Resté seul dans le cabinet du roi, le chevalier se promène le long des étagères. Il admire les reliures précieuses et s’arrête de temps en temps pour déchiffrer un titre.

Il préfère de beaucoup être ici qu’en train de chercher un sanctuaire dans lequel est enfermé dieu sait quels vieux squelettes qu’on devrait laisser tranquilles là où ils sont.

Avec précaution, il tire de son rayon un grand livre à la reliure de cuir ouvragé et il en observe attentivement la première page. Mais il a bien du mal à en apprécier la beauté : ses pensées partent vagabonder sans qu’il puisse les retenir.

Elles reviennent encore et encore à l’offre du roi, qui correspond si parfaitement à ce qu’il espérait trouver en sortant de HEC… en beaucoup mieux, en fait ! Mais c’était avant qu’il ne rencontre la princesse, avant qu’il ne veuille plus que tout passer le reste de sa vie à ses côtés. Pourtant, la princesse l’attend-elle toujours ? Un parti plus digne d’elle ne s’est-il pas présenté avec une offre impossible à refuser ?

Cette idée le met si mal à l’aise qu’il referme le livre, le range et se détourne des rayonnages.

Dans le miroir qui habille la hotte de la cheminée, son reflet semble lui demander : mais qu’est-ce que tu fais encore ici ?

Incapable de soutenir son propre regard, le chevalier baisse la tête et ses yeux se posent sur le cadre ouvragé puis sur le médaillon de la reine.

Il ne peut s’empêcher de noter une ressemblance de formes et de couleurs entre le miroir et le bijou qu’il prend délicatement et retourne entre ses doigts. Pour le voir étinceler dans un rayon de soleil, il le lève devant lui, et remarque aussitôt, en haut du miroir, un espace vide, un manque à l’harmonie de l’ensemble qui attire sa main. Se haussant sur la pointe des pieds, le jeune homme approche le médaillon de l’espace où il s’emboîte parfaitement.

Aussitôt, le chevalier se plie en deux, le ventre broyé par une douleur moitié crampe, moitié nausée qui disparait aussi rapidement qu’elle est apparue.

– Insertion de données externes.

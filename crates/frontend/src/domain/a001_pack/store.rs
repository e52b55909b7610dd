//! In-memory pack collection shared through context.
//!
//! Every mutation replaces the collection inside the signal, so views derived
//! from `packs` recompute once per change.

use chrono::{DateTime, Utc};
use contracts::domain::a001_pack::{Pack, PackId};
use leptos::prelude::*;

#[derive(Clone, Copy)]
pub struct PacksStore {
    pub packs: RwSignal<Vec<Pack>>,
    pub is_loading: RwSignal<bool>,
}

impl PacksStore {
    pub fn new() -> Self {
        Self {
            packs: RwSignal::new(Vec::new()),
            is_loading: RwSignal::new(false),
        }
    }

    /// Returns the number of removed packs
    pub fn remove(&self, ids: &[PackId]) -> usize {
        let mut removed = 0;
        self.packs.update(|packs| removed = remove_packs(packs, ids));
        removed
    }

    /// Returns the number of packs whose status changed
    pub fn set_disabled(&self, ids: &[PackId], disabled: bool) -> usize {
        let mut changed = 0;
        let now = Utc::now();
        self.packs
            .update(|packs| changed = set_packs_disabled(packs, ids, disabled, now));
        changed
    }

    pub fn insert(&self, name: &str, description: &str) -> Result<Pack, String> {
        let name = self
            .packs
            .with_untracked(|packs| validate_new_pack_name(packs, name))?;
        let pack = self.packs.with_untracked(|packs| {
            Pack::new_for_insert(next_pack_id(packs), name, description.trim().to_string(), Utc::now())
        });
        self.packs.update(|packs| packs.push(pack.clone()));
        Ok(pack)
    }
}

impl Default for PacksStore {
    fn default() -> Self {
        Self::new()
    }
}

pub fn use_packs_store() -> PacksStore {
    use_context::<PacksStore>().expect("PacksStore not found in component tree")
}

pub fn remove_packs(packs: &mut Vec<Pack>, ids: &[PackId]) -> usize {
    let before = packs.len();
    packs.retain(|p| !ids.contains(&p.id));
    before - packs.len()
}

pub fn set_packs_disabled(
    packs: &mut [Pack],
    ids: &[PackId],
    disabled: bool,
    now: DateTime<Utc>,
) -> usize {
    packs
        .iter_mut()
        .filter(|p| ids.contains(&p.id))
        .map(|p| p.set_disabled(disabled, now))
        .filter(|changed| *changed)
        .count()
}

pub fn next_pack_id(packs: &[Pack]) -> PackId {
    PackId(packs.iter().map(|p| p.id.value()).max().unwrap_or(0) + 1)
}

/// Trimmed name, or a message for the form
pub fn validate_new_pack_name(packs: &[Pack], name: &str) -> Result<String, String> {
    let name = name.trim();
    if name.is_empty() {
        return Err("Pack name must be present".to_string());
    }
    let lower = name.to_lowercase();
    if packs.iter().any(|p| p.name.to_lowercase() == lower) {
        return Err(format!("A pack named \"{}\" already exists", name));
    }
    Ok(name.to_string())
}

#[cfg(test)]
mod tests {
    use super::*;
    use chrono::TimeZone;

    fn t0() -> DateTime<Utc> {
        Utc.with_ymd_and_hms(2024, 1, 1, 0, 0, 0).unwrap()
    }

    fn packs() -> Vec<Pack> {
        vec![
            Pack::new_for_insert(PackId(1), "Pack A".into(), String::new(), t0()),
            Pack::new_for_insert(PackId(4), "pack B".into(), String::new(), t0()),
            Pack::new_for_insert(PackId(2), "Compliance".into(), String::new(), t0()),
        ]
    }

    #[test]
    fn test_remove_packs() {
        let mut list = packs();
        assert_eq!(remove_packs(&mut list, &[PackId(4), PackId(99)]), 1);
        let names: Vec<_> = list.iter().map(|p| p.name.as_str()).collect();
        assert_eq!(names, vec!["Pack A", "Compliance"]);
    }

    #[test]
    fn test_set_packs_disabled_counts_changes() {
        let mut list = packs();
        let later = Utc.with_ymd_and_hms(2024, 6, 1, 0, 0, 0).unwrap();
        assert_eq!(set_packs_disabled(&mut list, &[PackId(1), PackId(2)], true, later), 2);
        assert_eq!(set_packs_disabled(&mut list, &[PackId(1), PackId(4)], true, later), 1);
        assert!(list.iter().all(|p| p.disabled));
        assert_eq!(list[0].updated_at, later);
    }

    #[test]
    fn test_next_pack_id() {
        assert_eq!(next_pack_id(&[]), PackId(1));
        assert_eq!(next_pack_id(&packs()), PackId(5));
    }

    #[test]
    fn test_validate_new_pack_name() {
        let list = packs();
        assert_eq!(validate_new_pack_name(&list, "  Vulns  "), Ok("Vulns".to_string()));
        assert!(validate_new_pack_name(&list, "   ").is_err());
        assert_eq!(
            validate_new_pack_name(&list, "PACK a"),
            Err("A pack named \"PACK a\" already exists".to_string())
        );
    }
}
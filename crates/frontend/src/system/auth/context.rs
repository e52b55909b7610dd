use contracts::system::permissions;
use contracts::system::users::UserInfo;
use leptos::prelude::*;

use super::storage;

#[derive(Clone, Debug, Default)]
pub struct AuthState {
    pub user_info: Option<UserInfo>,
}

/// Auth context provider component
#[component]
pub fn AuthProvider(children: ChildrenFn) -> impl IntoView {
    let (auth_state, set_auth_state) = signal(AuthState::default());

    // Restore the cached session user on mount
    Effect::new(move |_| {
        if let Some(user_info) = storage::get_current_user() {
            log::debug!("Restored session for user {}", user_info.id);
            set_auth_state.set(AuthState {
                user_info: Some(user_info),
            });
        }
    });

    provide_context(auth_state);
    provide_context(set_auth_state);

    children()
}

/// Hook to access auth state
pub fn use_auth() -> (ReadSignal<AuthState>, WriteSignal<AuthState>) {
    let auth_state =
        use_context::<ReadSignal<AuthState>>().expect("AuthProvider not found in component tree");
    let set_auth_state =
        use_context::<WriteSignal<AuthState>>().expect("AuthProvider not found in component tree");

    (auth_state, set_auth_state)
}

/// Reactive "only observer" flag of the current user.
///
/// No known user means no mutating affordances, so it reads as restricted.
/// See `storage` for the localStorage entry that signs a user in.
pub fn use_is_only_observer() -> Signal<bool> {
    let (auth_state, _) = use_auth();
    Signal::derive(move || {
        auth_state.with(|s| {
            s.user_info
                .as_ref()
                .map(permissions::is_only_observer)
                .unwrap_or(true)
        })
    })
}
use crate::domain::a001_pack::store::PacksStore;
use crate::routes::routes::AppRoutes;
use crate::system::auth::context::AuthProvider;
use leptos::prelude::*;

#[component]
pub fn App() -> impl IntoView {
    // Pack collection shared by every page that lists or edits packs.
    provide_context(PacksStore::new());

    view! {
        <AuthProvider>
            <AppRoutes />
        </AuthProvider>
    }
}
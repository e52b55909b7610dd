use leptos::prelude::*;

/// Header for top-level pages: title, optional description, actions on the right
#[component]
pub fn PageHeader(
    #[prop(into)]
    title: String,

    #[prop(optional, into)]
    description: MaybeProp<String>,

    /// Action buttons (pass an empty fragment if not needed)
    children: Children,
) -> impl IntoView {
    view! {
        <div class="page-header">
            <div class="page-header__text">
                <h1 class="page-header__title">{title}</h1>
                {move || description.get().map(|d| view! {
                    <p class="page-header__description">{d}</p>
                })}
            </div>
            <div class="page-header__actions">
                {children()}
            </div>
        </div>
    }
}
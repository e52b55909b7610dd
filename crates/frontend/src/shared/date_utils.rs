/// Utilities for date and time formatting
use chrono::{DateTime, Utc};

/// Format a timestamp as "YYYY-MM-DD HH:MM UTC" for tooltips
pub fn format_datetime(at: &DateTime<Utc>) -> String {
    at.format("%Y-%m-%d %H:%M UTC").to_string()
}

/// Human-readable distance between `at` and `now`, e.g. "3 days ago".
/// Timestamps in the future collapse to "just now".
pub fn format_relative(at: &DateTime<Utc>, now: &DateTime<Utc>) -> String {
    let seconds = (*now - *at).num_seconds();
    if seconds < 60 {
        return "just now".to_string();
    }

    let (value, unit) = if seconds < 3_600 {
        (seconds / 60, "minute")
    } else if seconds < 86_400 {
        (seconds / 3_600, "hour")
    } else if seconds < 30 * 86_400 {
        (seconds / 86_400, "day")
    } else if seconds < 365 * 86_400 {
        (seconds / (30 * 86_400), "month")
    } else {
        (seconds / (365 * 86_400), "year")
    };

    if value == 1 {
        format!("1 {} ago", unit)
    } else {
        format!("{} {}s ago", value, unit)
    }
}
pub mod user_role;

pub use user_role::{UnknownRoleError, UserRole};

Quand il se retourne, une grande partie des étagères ont disparues et les murs sont recouverts de tableaux.

Les yeux écarquillés du chevalier tombent alors sur le portrait grandeur nature d’un couple d’artistes : le troubadour, reconnaissable à sa tunique crénelée, jaune à droite et bleue à gauche ainsi qu’à la cape rouge maintenue sur l’épaule par un fermoir d’argent, a les traits fins mais empreints d’une profonde mélancolie. Un capuchon pointu cache sa chevelure et il tient contre lui un luth dont il semble caresser les cordes de ses longs doigts. Une jeune femme merveilleusement belle, habillée en danseuse et très enceinte se tient à ses côtés.

Le chevalier a l’impression que l’air autour de lui est devenu si dense qu’il va s’arrêter de respirer.

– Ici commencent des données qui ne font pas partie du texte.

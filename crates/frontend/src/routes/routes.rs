use crate::domain::a001_pack::ui::manage::ManagePacksPage;
use leptos::prelude::*;
use leptos_router::components::{Redirect, Route, Router, Routes};
use leptos_router::path;

#[component]
fn NotFound() -> impl IntoView {
    view! { <div class="page page--not-found">"Page not found."</div> }
}

#[component]
pub fn AppRoutes() -> impl IntoView {
    view! {
        <Router>
            <main class="app-main">
                <Routes fallback=|| view! { <NotFound /> }>
                    <Route path=path!("/") view=|| view! { <Redirect path="/packs/manage" /> } />
                    <Route path=path!("/packs/manage") view=ManagePacksPage />
                </Routes>
            </main>
        </Router>
    }
}
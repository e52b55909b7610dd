//! Role checks used to decide which affordances a user gets.

use super::users::UserInfo;

pub fn is_global_observer(user: &UserInfo) -> bool {
    user.global_role.map(|r| r.is_observer()).unwrap_or(false)
}

/// True when the user holds a non-observer role on at least one team
pub fn is_any_team_maintainer_or_admin(user: &UserInfo) -> bool {
    user.teams.iter().any(|t| !t.role.is_observer())
}

/// True when every role the user holds is an observer role.
///
/// A global observer is only-observer. A user without a global role is
/// only-observer when they belong to at least one team and observe on all
/// of them. A user with no roles at all is not treated as an observer.
pub fn is_only_observer(user: &UserInfo) -> bool {
    if user.global_role.is_some() {
        return is_global_observer(user);
    }
    !user.teams.is_empty() && !is_any_team_maintainer_or_admin(user)
}
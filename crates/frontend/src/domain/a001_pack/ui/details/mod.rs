use crate::domain::a001_pack::store::use_packs_store;
use crate::shared::icons::icon;
use contracts::domain::a001_pack::Pack;
use leptos::prelude::*;
use thaw::*;

/// Modal form that adds a new, empty pack to the store
#[component]
pub fn CreatePackForm(
    on_close: Callback<()>,
    on_created: Callback<Pack>,
) -> impl IntoView {
    let store = use_packs_store();
    let name = RwSignal::new(String::new());
    let description = RwSignal::new(String::new());
    let (error, set_error) = signal::<Option<String>>(None);

    let on_save = move |_| {
        set_error.set(None);
        match store.insert(&name.get_untracked(), &description.get_untracked()) {
            Ok(pack) => {
                log::info!("Created pack {} ({})", pack.name, pack.id);
                on_created.run(pack);
            }
            Err(e) => set_error.set(Some(e)),
        }
    };

    view! {
        <div class="modal-overlay" on:click=move |_| on_close.run(())>
            <div class="modal" on:click=move |ev| ev.stop_propagation()>
                <div class="modal-header">
                    <h2 class="modal-title">"New pack"</h2>
                    <Button
                        appearance=ButtonAppearance::Subtle
                        on_click=move |_| on_close.run(())
                    >
                        {icon("x")}
                    </Button>
                </div>

                <div class="modal-body">
                    {move || error.get().map(|e| view! { <div class="alert alert--error">{e}</div> })}

                    <div class="form__group">
                        <Label>"Name"</Label>
                        <Input value=name placeholder="Name" />
                    </div>

                    <div class="form__group">
                        <Label>"Description"</Label>
                        <Textarea value=description placeholder="Add a description of your pack" />
                    </div>
                </div>

                <div class="modal-footer">
                    <Button
                        appearance=ButtonAppearance::Secondary
                        on_click=move |_| on_close.run(())
                    >
                        "Cancel"
                    </Button>
                    <Button
                        appearance=ButtonAppearance::Primary
                        on_click=on_save
                    >
                        "Save"
                    </Button>
                </div>
            </div>
        </div>
    }
}
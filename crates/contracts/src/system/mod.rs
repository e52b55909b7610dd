pub mod permissions;
pub mod users;
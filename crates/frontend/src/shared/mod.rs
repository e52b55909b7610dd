pub mod components;
pub mod date_utils;
pub mod icons;
pub mod list_utils;
pub mod settings;
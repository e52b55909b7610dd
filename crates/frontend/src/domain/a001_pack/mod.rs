pub mod store;
pub mod ui;
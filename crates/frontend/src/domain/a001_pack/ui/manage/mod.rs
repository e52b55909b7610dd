use super::details::CreatePackForm;
use super::list::actions::PackActionHandlers;
use super::list::PacksListWrapper;
use crate::domain::a001_pack::store::use_packs_store;
use crate::shared::components::page_header::PageHeader;
use crate::shared::icons::icon;
use crate::system::auth::context::use_is_only_observer;
use contracts::domain::a001_pack::PackId;
use leptos::prelude::*;
use thaw::*;

/// Header create button: any non-observer, whatever the list currently shows
pub fn shows_header_create(is_only_observer: bool) -> bool {
    !is_only_observer
}

/// Packs page: header, packs table and the create form
#[component]
pub fn ManagePacksPage() -> impl IntoView {
    let store = use_packs_store();
    let is_only_observer = use_is_only_observer();
    let (show_create_form, set_show_create_form) = signal(false);

    let handlers = PackActionHandlers {
        on_remove: Callback::new(move |ids: Vec<PackId>| {
            let removed = store.remove(&ids);
            log::info!("Deleted {} of {} selected packs", removed, ids.len());
        }),
        on_enable: Callback::new(move |ids: Vec<PackId>| {
            let changed = store.set_disabled(&ids, false);
            log::info!("Enabled {} of {} selected packs", changed, ids.len());
        }),
        on_disable: Callback::new(move |ids: Vec<PackId>| {
            let changed = store.set_disabled(&ids, true);
            log::info!("Disabled {} of {} selected packs", changed, ids.len());
        }),
        on_create: Callback::new(move |_| set_show_create_form.set(true)),
    };

    view! {
        <div class="manage-packs-page">
            <PageHeader
                title="Packs"
                description="Manage query packs to schedule recurring queries for your hosts."
            >
                <Show when=move || shows_header_create(is_only_observer.get())>
                    <Button
                        appearance=ButtonAppearance::Primary
                        on_click=move |_| handlers.on_create.run(())
                    >
                        {icon("plus")}
                        " Create new pack"
                    </Button>
                </Show>
            </PageHeader>

            <PacksListWrapper packs_list=store.packs handlers=handlers />

            <Show when=move || show_create_form.get()>
                <CreatePackForm
                    on_close=Callback::new(move |_| set_show_create_form.set(false))
                    on_created=Callback::new(move |_| set_show_create_form.set(false))
                />
            </Show>
        </div>
    }
}
pub mod context;
pub mod storage;
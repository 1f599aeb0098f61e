use crate::domain::model::{DevicePosition, GeocodeMatch, GpsOptions, IpLocation, PositionError};
use crate::utils::error::Result;
use async_trait::async_trait;
use url::Url;

#[async_trait]
pub trait IpGeolocationProvider: Send + Sync {
    async fn lookup(&self) -> Result<IpLocation>;
}

#[async_trait]
pub trait DeviceGeolocation: Send + Sync {
    async fn current_position(
        &self,
        options: GpsOptions,
    ) -> std::result::Result<DevicePosition, PositionError>;
}

#[async_trait]
pub trait GeocodingProvider: Send + Sync {
    /// Matches best-first. An empty list means the address was not found.
    async fn geocode(&self, address: &str) -> Result<Vec<GeocodeMatch>>;
}

/// Hands a URL to the platform (browser, dialer). Fire-and-forget.
pub trait ExternalLauncher: Send + Sync {
    fn open_external(&self, url: &Url);
}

L’irruption de Copine et du roi suffit cependant à lui faire avaler une goulée d’air alors que la jeune fille s’exclame :

— Formidable ! Tu as trouvé la clef et le point d’entrée.

Le regard toujours rivé sur le portrait, le chevalier est incapable de répondre. Son malaise augmente encore quand il sent le roi se figer à côté de lui.

— Mais enfin, qui sont ces gens et qui a fait leur portrait, s’exclame alors Copine en se plantant dos au tableau pour faire face aux hommes.

Le roi s’effondre alors sur une chaise en sanglotant.

Le chevalier répond :

— C’est ma mère. C’est impossible, mais c’est elle !

 

Réfugié dans l’embrasure d’une fenêtre, le chevalier laisse son regard errer sur les tableaux : à part quelques portraits d’inconnus et des paysages, la plupart dépeignent l’un ou l’autre des troubadours. Il est sous le choc et c’est d’une oreille distraite, il écoute le vieux roi qui déambule à travers la pièce en leur racontant sa triste histoire :

Très jeune, il avait manifesté, à travers le dessin et la peinture, une grande sensibilité artistique. Hélas, son cruel tyran de père n’avait ni apprécié ni accepté ce penchant, et sa mère, une reine éclairée aussi douce que son mari était dur, n’avait su comment protéger son fils.

Le jeune prince n’eut pas le courage de partir vivre sa passion ailleurs et encore moins celui de se conformer au désir de son père. Aussi, finit-il par tomber malade d’une affection que personne ne parvint à soulager.

Du moins jusqu’à l’arrivée inespérée d’un jeune couple d’artistes d’un pays voisin : lui était musicien, poète et sa voix suave envoutait ; elle dansait et chantait avec autant de passion que de talent et le duo qu’ils formaient avaient subjugué la châtelaine et très vite le prince.

Inspiré et encouragé par le couple, le prince avait repris ses pinceaux, et les longs moments de pose passés ensemble avaient consolidé une amitié naissante.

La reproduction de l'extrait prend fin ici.